Anyway, I'm very happy to let the matter go.

> Each banknote is an asset in the hands of its holder but
> a liability to its issuer

*All* capitalist saving is like that. Timed saving is exactly the same. The only cases where this doesn't occur are direct investment or "plain saving" (aka accumulating durable goods).

> at a macro level (except for any possible effect
> on nominal prices) it seems a wash to me.

It can affect nominal prices. Just as importantly though, like other forms of debt, and other markets, it allows a socially productive match up between borrowers and lenders. It allows those who have investment plans - entrepreneurs - to borrow.

Current,

As I said earlier, I think we're mostly stumbling over semantics.

Savings, as I use the term, are what's left over after consumption is deducted from income in any given period. A society could save without any increase in money, or even with a decrease. Or, it can be dissaving while the stock of money is increasing.

As I see it, fiat money and fiduciary media are best viewed as nominal claims on goods, services or assets, not savings per se, and the growth of assets and liabilities through the financial system (whatever their maturity) can be destructive as well as productive.

In any case, I don't think I can put my perspective any more clearly so I'm going to bow out of this exchange.

> A society could save without any increase in money, or
> even with a decrease. Or, it can be dissaving while the
> stock of money is increasing.

Yes, certainly.

> Savings, as I use the term, are what's left over after
> consumption is deducted from income in any given period.
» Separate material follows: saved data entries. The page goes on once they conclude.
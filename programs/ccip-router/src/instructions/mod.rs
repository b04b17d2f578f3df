use anchor_lang::prelude::*;

pub mod ccip_send;
pub mod config;
pub mod dest_chain;
pub mod initialize;
pub mod offramp;
pub mod ownership;
mod token_pool;
pub mod version;

pub use ccip_send::*;
pub use config::*;
pub use dest_chain::*;
pub use initialize::*;
pub use offramp::*;
pub use ownership::*;
pub use version::*;

#[error_code]
pub enum CcipRouterError {
    Unauthorized,
    InvalidVersion,
    InvalidCodeVersion,
    InvalidCcipVersionRollback,
    ReachedMaxSequenceNumber,
    ReachedMaxNonce,
    RedundantOwnerProposal,
    TooManyAllowedSenders,
    DestinationChainDisabled,
    SubjectCursed,
    InvalidRmnRemoteCurses,
    SenderNotAllowed,
    FeeTokenMismatch,
    InvalidInputsReceiver,
    InvalidInputsTransferAllAmount,
    InvalidInputsTokenAmount,
    InvalidInputsTokenAccounts,
    DuplicateTokens,
}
Ah, I think I see where the disconnect is. You are looking at it from an overall perspective and concentrating on addition. I'm looking more from an individual perspective and concentrating on the stock.

To be clear. The only additional saving involved in fiduciary media is when more of it is created. Circulation only makes it circulate between different individuals.

> the growth of assets and liabilities through the
> financial system (whatever their maturity) can be
> destructive as well as productive.

I certainly agree about that.

Bailouts are a relatively new phenomena. Everyone talks about TBTF as if it is a given, but it seems to me that in the past it was avoided.

What changed?

I guess I mean that TBTF wasn't a given in the past, so why are we assuming its a given wrt banks in this argument.